**AVAILABLE DATA:**

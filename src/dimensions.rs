//! Fit a source resolution into the THP container's dimension bounds.
//!
//! THP caps the width at 672 px and the playback engine caps the height at
//! 480 px; both dimensions must be multiples of 16 for the codec, with the
//! single exception of a height pinned at the 480 cap (480 itself is not a
//! multiple of 16 -- the cap wins over the normalization there). Within
//! those bounds the fitter keeps the source aspect ratio as closely as
//! rounding allows and maximizes the non-limiting axis.

use std::fmt;

/// Maximum THP frame width in pixels.
pub const MAX_WIDTH: u32 = 672;
/// Maximum playable frame height in pixels.
pub const MAX_HEIGHT: u32 = 480;
/// Minimum size of either dimension.
pub const MIN_DIMENSION: u32 = 16;

/// A fitted output resolution.
#[derive(Debug, Clone, Copy, PartialEq, Eq)]
pub struct Resolution {
    /// Width in pixels.
    pub width: u32,
    /// Height in pixels.
    pub height: u32,
}

impl fmt::Display for Resolution {
    fn fmt(&self, f: &mut fmt::Formatter<'_>) -> fmt::Result {
        write!(f, "{}x{}", self.width, self.height)
    }
}

/// Map a source resolution to the largest fitting THP resolution.
///
/// Total function: any positive source resolution yields an in-bounds
/// result.
///
/// The limiting axis is found by first assuming the source is wider than it
/// is tall (width pinned to the 672 cap). If the derived height overshoots
/// the 480 cap, the axes switch roles: height is pinned to 480 and the
/// width is derived instead. The derived (non-pinned) axis is then rounded
/// to the nearest multiple of 16, remainders of 8 or more rounding up.
pub fn fit(src_width: u32, src_height: u32) -> Resolution {
    let aspect_ratio = f64::from(src_width) / f64::from(src_height);

    let mut width = MAX_WIDTH;
    let mut height = (f64::from(width) / aspect_ratio) as u32;

    if height > MAX_HEIGHT {
        // Taller than the width-limited assumption allows; the height cap
        // takes over and stays at 480 un-normalized.
        height = MAX_HEIGHT;
        width = round_to_16((f64::from(height) * aspect_ratio) as u32);
    } else {
        height = round_to_16(height);
    }

    // Safeguard against rounding overshoot.
    Resolution {
        width: width.clamp(MIN_DIMENSION, MAX_WIDTH),
        height: height.clamp(MIN_DIMENSION, MAX_HEIGHT),
    }
}

/// Round to the nearest multiple of 16; a remainder of 8 rounds up.
fn round_to_16(value: u32) -> u32 {
    let rem = value % 16;
    if rem < 8 {
        value - rem
    } else {
        value + (16 - rem)
    }
}
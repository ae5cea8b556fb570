//! The video to THP conversion pipeline.
//!
//! A THP file is assembled from a folder of JPEG frames and a WAV file, so
//! the pipeline stages the two intermediates and hands them to the encoder:
//!
//! 1. Probe the source and reject it unless it carries both a video and an
//!    audio stream.
//! 2. Remove any stale output from an earlier run, then create a fresh
//!    per-run staging workspace.
//! 3. Extract the audio to a 32 kHz WAV.
//! 4. Fit the source resolution into the THP dimension bounds.
//! 5. Extract the frames as JPEGs scaled to the fitted resolution.
//! 6. Encode and verify the output exists.
//!
//! Every stage is a hard gate: the first failure aborts the run with a
//! [`thp_core::Error`] naming the stage. The staging workspace is removed
//! on every exit path.

use std::path::{Path, PathBuf};

use thp_av::probe::FfprobeProber;
use thp_av::{actions, Encoder, ThpConvEncoder, ToolRegistry, Workspace};
use thp_core::config::ConversionConfig;
use thp_core::{Error, Result};

use crate::dimensions::{self, Resolution};

/// Summary of a completed conversion.
#[derive(Debug, Clone)]
pub struct ConversionReport {
    /// Path of the written THP file.
    pub output: PathBuf,
    /// Resolution the frames were scaled to.
    pub resolution: Resolution,
    /// Number of frames handed to the encoder.
    pub frame_count: usize,
}

/// Runs the conversion pipeline.
pub struct Converter {
    conversion: ConversionConfig,
    tools: ToolRegistry,
    encoder: Option<Box<dyn Encoder>>,
}

impl Converter {
    /// Create a converter that encodes with THPConv from the tool registry.
    pub fn new(conversion: ConversionConfig, tools: ToolRegistry) -> Self {
        Self {
            conversion,
            tools,
            encoder: None,
        }
    }

    /// Replace the encoder backend.
    pub fn with_encoder(mut self, encoder: Box<dyn Encoder>) -> Self {
        self.encoder = Some(encoder);
        self
    }

    /// Convert `source` into a THP file at `output`.
    ///
    /// Stages run strictly in order and each subprocess is waited on to
    /// completion before the next stage starts. The returned error names
    /// the failing stage; intermediates are cleaned up either way.
    pub async fn convert(&self, source: &Path, output: &Path) -> Result<ConversionReport> {
        // A leftover output from a previous run must never be mistaken for
        // this run's product, so it goes before anything else happens.
        if output.exists() {
            std::fs::remove_file(output)?;
        }

        // Probe. Rejection happens before any intermediate is staged.
        tracing::info!("Probing {}", source.display());
        let ffprobe = self.tools.require("ffprobe")?;
        let info = FfprobeProber::new(ffprobe.path.clone())
            .probe(source)
            .await?;
        let video = info
            .primary_video()
            .ok_or_else(|| Error::Validation("input has no video stream".into()))?;
        if info.primary_audio().is_none() {
            return Err(Error::Validation("input has no audio stream".into()));
        }
        if video.width == 0 || video.height == 0 {
            return Err(Error::Probe(format!(
                "video stream reports no resolution ({}x{})",
                video.width, video.height
            )));
        }
        let (src_width, src_height) = (video.width, video.height);

        // Fresh staging area per run; Drop removes it on all exit paths.
        let workspace = Workspace::new()?;

        // THP needs the audio as a separate WAV file.
        tracing::info!("Extracting audio...");
        let audio_path = workspace.audio_path();
        actions::extract_audio(
            &self.tools,
            source,
            &audio_path,
            self.conversion.audio_sample_rate,
        )
        .await?;
        if !audio_path.exists() {
            return Err(Error::pipeline(
                "extract-audio",
                format!("{} was not found", audio_path.display()),
            ));
        }
        tracing::info!("Done");

        let resolution = dimensions::fit(src_width, src_height);
        tracing::info!("New dimensions: {resolution}");

        // THP needs a folder of JPEGs, one per output frame.
        tracing::info!("Extracting frames...");
        actions::extract_frames(
            &self.tools,
            source,
            &workspace.frame_pattern(),
            resolution.width,
            resolution.height,
            self.conversion.frame_rate,
            self.conversion.jpeg_quality,
        )
        .await?;
        let frame_count = workspace.frame_count()?;
        tracing::info!("Extracted {frame_count} frames");
        tracing::info!("Done");

        tracing::info!("Generating THP...");
        let default_encoder;
        let encoder: &dyn Encoder = match &self.encoder {
            Some(encoder) => encoder.as_ref(),
            None => {
                let thpconv = self.tools.require("thpconv")?;
                default_encoder = ThpConvEncoder::new(thpconv.path.clone());
                &default_encoder
            }
        };
        encoder
            .encode(
                &workspace.frame_glob(),
                &audio_path,
                self.conversion.frame_rate,
                output,
            )
            .await?;
        // The encoder's only reliable success signal is the file showing up.
        if !output.exists() {
            return Err(Error::pipeline(
                "encode",
                format!("{} was not found", output.display()),
            ));
        }
        tracing::info!("Done");

        Ok(ConversionReport {
            output: output.to_path_buf(),
            resolution,
            frame_count,
        })
    }
}
//! Application configuration types.
//!
//! The top-level [`Config`] struct is deserialized from JSON and carries the
//! sub-configs for external tools and conversion parameters. Every section
//! defaults sensibly so a completely empty `{}` file is valid.

use serde::{Deserialize, Serialize};
use std::path::{Path, PathBuf};

use crate::error::Result;
use crate::Error;

// ---------------------------------------------------------------------------
// Top-level Config
// ---------------------------------------------------------------------------

/// Root application configuration.
#[derive(Debug, Clone, Default, Serialize, Deserialize)]
#[serde(default)]
pub struct Config {
    pub tools: ToolsConfig,
    pub conversion: ConversionConfig,
}

impl Config {
    /// Deserialize a `Config` from a JSON string.
    ///
    /// This is intentionally string-based so the caller can read the file
    /// however it sees fit.
    pub fn from_json(json_str: &str) -> Result<Self> {
        serde_json::from_str(json_str)
            .map_err(|e| Error::Validation(format!("config parse error: {e}")))
    }

    /// Load configuration from a file path, falling back to defaults if the
    /// path is `None` or the file does not exist.
    pub fn load_or_default(path: Option<&Path>) -> Self {
        let Some(path) = path else {
            return Self::default();
        };

        match std::fs::read_to_string(path) {
            Ok(contents) => Self::from_json(&contents).unwrap_or_else(|e| {
                tracing::warn!("Failed to parse config file {}: {e}", path.display());
                Self::default()
            }),
            Err(e) if e.kind() == std::io::ErrorKind::NotFound => {
                tracing::info!("No config file at {}; using defaults", path.display());
                Self::default()
            }
            Err(e) => {
                tracing::warn!("Failed to read config file {}: {e}", path.display());
                Self::default()
            }
        }
    }

    /// Return a list of validation warnings (non-fatal issues).
    pub fn validate(&self) -> Vec<String> {
        let mut warnings = Vec::new();

        if self.conversion.frame_rate > 29.97 {
            warnings.push(format!(
                "conversion.frame_rate {} exceeds 29.97; higher rates risk lagging the game",
                self.conversion.frame_rate
            ));
        }

        if self.conversion.audio_sample_rate != 32_000 {
            warnings.push(format!(
                "conversion.audio_sample_rate {} Hz; 32000 Hz is the only rate that plays back consistently",
                self.conversion.audio_sample_rate
            ));
        }

        // ffmpeg's -q:v accepts 1 (best) through 31 (worst).
        if !(1..=31).contains(&self.conversion.jpeg_quality) {
            warnings.push(format!(
                "conversion.jpeg_quality {} is outside ffmpeg's 1-31 range",
                self.conversion.jpeg_quality
            ));
        }

        if self.conversion.default_output.is_empty() {
            warnings.push("conversion.default_output is empty".into());
        }

        warnings
    }
}

// ---------------------------------------------------------------------------
// Sub-configs
// ---------------------------------------------------------------------------

/// Optional explicit paths to the external tools.
///
/// Tools without an explicit path are looked up on `PATH`.
#[derive(Debug, Clone, Default, Serialize, Deserialize)]
#[serde(default)]
pub struct ToolsConfig {
    pub ffmpeg_path: Option<PathBuf>,
    pub ffprobe_path: Option<PathBuf>,
    pub thpconv_path: Option<PathBuf>,
}

/// Conversion defaults.
#[derive(Debug, Clone, Serialize, Deserialize)]
#[serde(default)]
pub struct ConversionConfig {
    /// Output frame rate. 29.97 is the best-supported rate for THP playback.
    #[serde(default = "default_frame_rate")]
    pub frame_rate: f64,
    /// Sample rate the audio track is resampled to.
    #[serde(default = "default_audio_sample_rate")]
    pub audio_sample_rate: u32,
    /// ffmpeg `-q:v` value for the extracted frames (1 = best).
    #[serde(default = "default_jpeg_quality")]
    pub jpeg_quality: u32,
    /// Output file name used when the caller does not supply one.
    #[serde(default = "default_output")]
    pub default_output: String,
}

impl Default for ConversionConfig {
    fn default() -> Self {
        Self {
            frame_rate: default_frame_rate(),
            audio_sample_rate: default_audio_sample_rate(),
            jpeg_quality: default_jpeg_quality(),
            default_output: default_output(),
        }
    }
}

fn default_frame_rate() -> f64 {
    29.97
}
fn default_audio_sample_rate() -> u32 {
    32_000
}
fn default_jpeg_quality() -> u32 {
    1
}
fn default_output() -> String {
    "DOKAPON.THP".into()
}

**THE TASK:**
From the entries above, return exactly the line containing "per-run staging workspace.", the line containing "pub fn with_encoder(mut", and all lines between, and nothing else.

**OUTPUT OF THE TASK:**
//!    per-run staging workspace.
//! 3. Extract the audio to a 32 kHz WAV.
//! 4. Fit the source resolution into the THP dimension bounds.
//! 5. Extract the frames as JPEGs scaled to the fitted resolution.
//! 6. Encode and verify the output exists.
//!
//! Every stage is a hard gate: the first failure aborts the run with a
//! [`thp_core::Error`] naming the stage. The staging workspace is removed
//! on every exit path.

use std::path::{Path, PathBuf};

use thp_av::probe::FfprobeProber;
use thp_av::{actions, Encoder, ThpConvEncoder, ToolRegistry, Workspace};
use thp_core::config::ConversionConfig;
use thp_core::{Error, Result};

use crate::dimensions::{self, Resolution};

/// Summary of a completed conversion.
#[derive(Debug, Clone)]
pub struct ConversionReport {
    /// Path of the written THP file.
    pub output: PathBuf,
    /// Resolution the frames were scaled to.
    pub resolution: Resolution,
    /// Number of frames handed to the encoder.
    pub frame_count: usize,
}

/// Runs the conversion pipeline.
pub struct Converter {
    conversion: ConversionConfig,
    tools: ToolRegistry,
    encoder: Option<Box<dyn Encoder>>,
}

impl Converter {
    /// Create a converter that encodes with THPConv from the tool registry.
    pub fn new(conversion: ConversionConfig, tools: ToolRegistry) -> Self {
        Self {
            conversion,
            tools,
            encoder: None,
        }
    }

    /// Replace the encoder backend.
    pub fn with_encoder(mut self, encoder: Box<dyn Encoder>) -> Self {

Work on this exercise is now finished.